Another big bonus that Twitter boasts over other social media sites is the fact that real-life, big-time celebrities use Twitter and regale us with their amusing stories and anecdotes, so if you’re a fan of that particular celebrity, following them is worth it more often than not. Before this seems like shameless plugging for Facebook and Twitter, I want to make it known that I am not a huge fan of social media. I’m not a frothing-at-the-mouth luddite, in that I occasionally use both sites, but I’m also not on them all the time. I suppose the problem is that 80% of the time, they’re boring. People do mudane things all the time, and those who religiously use Facebook and/or Twitter like to keep people in the loop about every single one of those ho-hum events. While I appreciate the attention to detail, it makes for a lot of chaff to sift through for the gems. Perhaps I should make friends with people who tell juicier gossip? (just kidding facebook friends, you guys are awesome) I think that when it comes to getting your daily dose of exciting fluff, the cake has to go to Twitter, because listening to the lives of celebrities is infinitely more entertaining than listening to our own friends. Celebrities are obviously much better people than us in every way, right?
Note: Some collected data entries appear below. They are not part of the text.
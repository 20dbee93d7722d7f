//! Report subcommand - charts over the ingested records

use anyhow::Result;
use clap::{Args, Subcommand};

use museline_report::{Bucket, CLASSIFICATION_GROUPS, bar_table, collapse_other, pie_table};
use museline_store::{CategoryCount, Store};

use crate::config::Config;

#[derive(Args, Debug)]
pub struct ReportArgs {
    #[command(subcommand)]
    pub chart: ReportChart,

    /// Counts below this fold into "Other" (pie charts)
    #[arg(short = 't', long = "threshold", global = true)]
    pub threshold: Option<i64>,

    /// Row limit for ranked charts
    #[arg(short = 'n', long = "top", global = true)]
    pub top: Option<u32>,
}

#[derive(Subcommand, Debug)]
pub enum ReportChart {
    /// Share of artworks per medium (pie)
    Mediums,
    /// Periods with the most objects (bar)
    Periods,
    /// Object counts per classification (bar)
    Classifications {
        /// Roll classifications up into broad families (pie)
        #[arg(long)]
        grouped: bool,
    },
    /// Artworks per curatorial department (bar)
    Departments,
    /// Distinct mediums per department (bar)
    DeptMediums,
}

pub fn run(args: ReportArgs, config: &Config) -> Result<()> {
    let store = open_store(config)?;
    let threshold = args.threshold.unwrap_or(config.report.other_threshold);
    let top_n = args.top.unwrap_or(config.report.top_n);

    match args.chart {
        ReportChart::Mediums => {
            let buckets = collapse_other(buckets(store.medium_counts()?), threshold);
            require_rows(&buckets, "artworks")?;
            eprintln!("\n{}", pie_table("Medium", &buckets));
        }
        ReportChart::Periods => {
            let buckets = buckets(store.top_periods(top_n)?);
            require_rows(&buckets, "periods")?;
            eprintln!("\n{}", bar_table("Period", &buckets));
        }
        ReportChart::Classifications { grouped: false } => {
            let buckets = collapse_other(buckets(store.classification_counts()?), threshold);
            require_rows(&buckets, "classifications")?;
            eprintln!("\n{}", bar_table("Classification", &buckets));
        }
        ReportChart::Classifications { grouped: true } => {
            let mut groups = Vec::new();
            for (family, members) in CLASSIFICATION_GROUPS {
                groups.push(Bucket::new(*family, store.classification_object_total(members)?));
            }
            require_rows(&groups, "classifications")?;
            eprintln!("\n{}", pie_table("Classification group", &groups));
        }
        ReportChart::Departments => {
            let buckets: Vec<Bucket> = store
                .department_artwork_counts()?
                .into_iter()
                .map(|d| Bucket::new(d.display_name, d.artworks))
                .collect();
            require_rows(&buckets, "departments")?;
            eprintln!("\n{}", bar_table("Department", &buckets));
        }
        ReportChart::DeptMediums => {
            let buckets = buckets(store.mediums_per_department()?);
            require_rows(&buckets, "artworks")?;
            eprintln!("\n{}", bar_table("Department (distinct mediums)", &buckets));
        }
    }

    Ok(())
}

fn open_store(config: &Config) -> Result<Store> {
    anyhow::ensure!(
        config.store.db_path.exists(),
        "no database at {} (run `museline ingest` first)",
        config.store.db_path.display()
    );
    Store::open(&config.store.db_path)
}

fn buckets(counts: Vec<CategoryCount>) -> Vec<Bucket> {
    counts
        .into_iter()
        .map(|c| Bucket::new(c.label, c.count))
        .collect()
}

fn require_rows(buckets: &[Bucket], table: &str) -> Result<()> {
    if buckets.is_empty() || buckets.iter().all(|b| b.count == 0) {
        anyhow::bail!("no {table} ingested yet");
    }
    Ok(())
}

#[cfg(test)]
mod tests {
    use super::*;

    #[test]
    fn empty_buckets_are_rejected() {
        assert!(require_rows(&[], "artworks").is_err());
        assert!(require_rows(&[Bucket::new("x", 0)], "artworks").is_err());
        assert!(require_rows(&[Bucket::new("x", 1)], "artworks").is_ok());
    }
}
One of the most redeeming features Facebook has to offer is the amount of fun, time-wasting applications featured on the site. Social media is essentially a time-wasting tool, so if it’s more effective at wasting your time, it must be better right? Want a Texas Hold’Em Poker application? It has it. Want 500 arcade games? Well, it has that too. Scrabble? Of course! And the grandaddy of them all, Farmville. I’ve never played this seemingly mind-numbing farming game that inexplicably has a whopping 35 million people playing it, but 35 million people are playing it, so I don’t know what to say other than maybe I should start planting some virtual rutabagas.
Continuing on the theme of time wasting, it’s no surprise that one of the biggest workplace-banned sites is Facebook. Many, and I mean tons of office jobs have blocked their employees from accessing Facebook altogether, because it is just so darn addictive. How many countless productive man hours have been sapped away by the dreaded book of faces? I cringe at even imagining the recession-deepening number. Now that it has combined with the enormous, evil power of internet poker, I fear for all of you who have social lives.